One day a cat passed my cage, and the friendly creature, beast though she is, would have opened for me a passage out of my prison, had not the boys, seeing her designs, driven her away. When my imprisonment will end I know not. I live only in the hope that my master’s heart will be softened by my unhappy situation, and that he will set me free. Had I a human voice I would tell him how cruel he is thus to imprison me, and to make my confinement the means of reducing others into the same slavery. And if he would not hear my complaint, I would then appeal to his master, and try to touch his heart with my story, and beg of him to reprove my hard hearted keeper and open the door of my prison, and then might I hope to return to my beautiful home in the tree!

WIlliam Home Lizars. Yellow White-Eye, Plate 3 from Birds of Western Africa. Print from William Swainson engraving, brush and watercolor on paper, 1837. Cooper
Hewitt, Smithsonian Design Museum, New York, N.Y.
C. “THE MISFORTUNES OF A YELLOW BIRD.” The Juvenile Miscellany 6, no. 3 (JulY 1834): 299.
Contexts

Excerpt from History.com’s U.S. Slavery: Timeline, Figures & Abolition:

“By the 1830’s there were more and more voices joining the anti-slavery cause. In the North, the increased repression of southern Black people only fanned the flames of the growing abolitionist movement. From the 1830s to the 1860s, the movement to abolish slavery in America gained strength, led by free Black people such as Frederick Douglass and white supporters such as William Lloyd Garrison, founder of the radical newspaper The Liberator, and Harriet Beecher Stowe, who published the bestselling anti-slavery novel Uncle Tom’s Cabin.”

Children’s magazines such as The Juvenile Miscellany were vehicles for much of the abolitionist sentiment of the time.
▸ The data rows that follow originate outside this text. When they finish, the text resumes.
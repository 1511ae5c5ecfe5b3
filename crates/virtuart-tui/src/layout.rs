//! Screen layout definitions for the gallery page
//!
//! The page stacks, top to bottom: header, hero (carousel beside the hero
//! copy), category strip, feature grid, footer and a one-line status bar.
//! Only the hero grows with the terminal.

use ratatui::layout::{Constraint, Layout, Rect};

/// Header height: top border + brand/nav row + bottom border
pub const HEADER_HEIGHT: u16 = 3;

/// Category section: heading row + subheading row + card row
pub const CATEGORIES_HEIGHT: u16 = 2 + CARD_ROW_HEIGHT;

/// Height of the card row (cards are bordered boxes)
pub const CARD_ROW_HEIGHT: u16 = 6;

pub const FEATURES_HEIGHT: u16 = 6;

pub const FOOTER_HEIGHT: u16 = 2;

/// Width of each strip scroll control column
pub const SCROLL_CONTROL_WIDTH: u16 = 3;

/// Screen areas for the gallery page
#[derive(Debug, Clone, Copy)]
pub struct ScreenAreas {
    pub header: Rect,
    /// Carousel on the left part of the hero
    pub carousel: Rect,
    /// Headline, body and call-to-action buttons
    pub hero_copy: Rect,
    pub categories: Rect,
    pub features: Rect,
    pub footer: Rect,
    pub status: Rect,
}

/// Create the page layout
pub fn create(area: Rect) -> ScreenAreas {
    let chunks = Layout::vertical([
        Constraint::Length(HEADER_HEIGHT),
        Constraint::Min(5), // Hero
        Constraint::Length(CATEGORIES_HEIGHT),
        Constraint::Length(FEATURES_HEIGHT),
        Constraint::Length(FOOTER_HEIGHT),
        Constraint::Length(1), // Status bar
    ])
    .split(area);

    let hero = Layout::horizontal([Constraint::Percentage(55), Constraint::Percentage(45)])
        .split(chunks[1]);

    ScreenAreas {
        header: chunks[0],
        carousel: hero[0],
        hero_copy: hero[1],
        categories: chunks[2],
        features: chunks[3],
        footer: chunks[4],
        status: chunks[5],
    }
}

/// Areas inside the category section
#[derive(Debug, Clone, Copy, PartialEq, Eq)]
pub struct StripAreas {
    /// Heading and subheading rows
    pub heading: Rect,
    pub scroll_left: Rect,
    /// Visible part of the card row
    pub viewport: Rect,
    pub scroll_right: Rect,
}

/// Split the category section into heading, controls and viewport
pub fn strip_areas(area: Rect) -> StripAreas {
    let rows = Layout::vertical([Constraint::Length(2), Constraint::Min(0)]).split(area);
    let columns = Layout::horizontal([
        Constraint::Length(SCROLL_CONTROL_WIDTH),
        Constraint::Min(0),
        Constraint::Length(SCROLL_CONTROL_WIDTH),
    ])
    .split(rows[1]);

    StripAreas {
        heading: rows[0],
        scroll_left: columns[0],
        viewport: columns[1],
        scroll_right: columns[2],
    }
}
Resources for Further Study
  • The child’s anti-slavery book: containing a few words about American slave children and stories of slave-life by Julia Colman and Matilde G. Thompson has this passage: “Children, you are free and happy. …Thank God! thank God! my children for this precious gift. … But are all children in America free like you? No, no! I am sorry to tell you that hundreds of thousands of American children are slaves. Though born beneath the same sun and on the same soil as yourselves, they are nevertheless SLAVES. Alas for them! … I want you to remember one great truth regarding slavery, namely, that a slave is a human being, held and used as property by another human being, and that it is always A SIN AGAINST God to thus hold and use a human being as property!”
  • Aesop’s Fables: Timeless Stories with a Moral
  • Flocabulary: Video and vocabulary games for the fables of Aesop
Contemporary Connections

We can make a connection between the anonymous 19th-century writer of this piece and a well-known 20th-century one. Maya Angelou chose the same allegorical image, that of a caged bird, for the title of her critically acclaimed 1969 autobiography, I Know Why the Caged Bird Sings. Angelou was an American poet and author who was the recipient of many honors, among them the 2010 Presidential Medal of Freedom.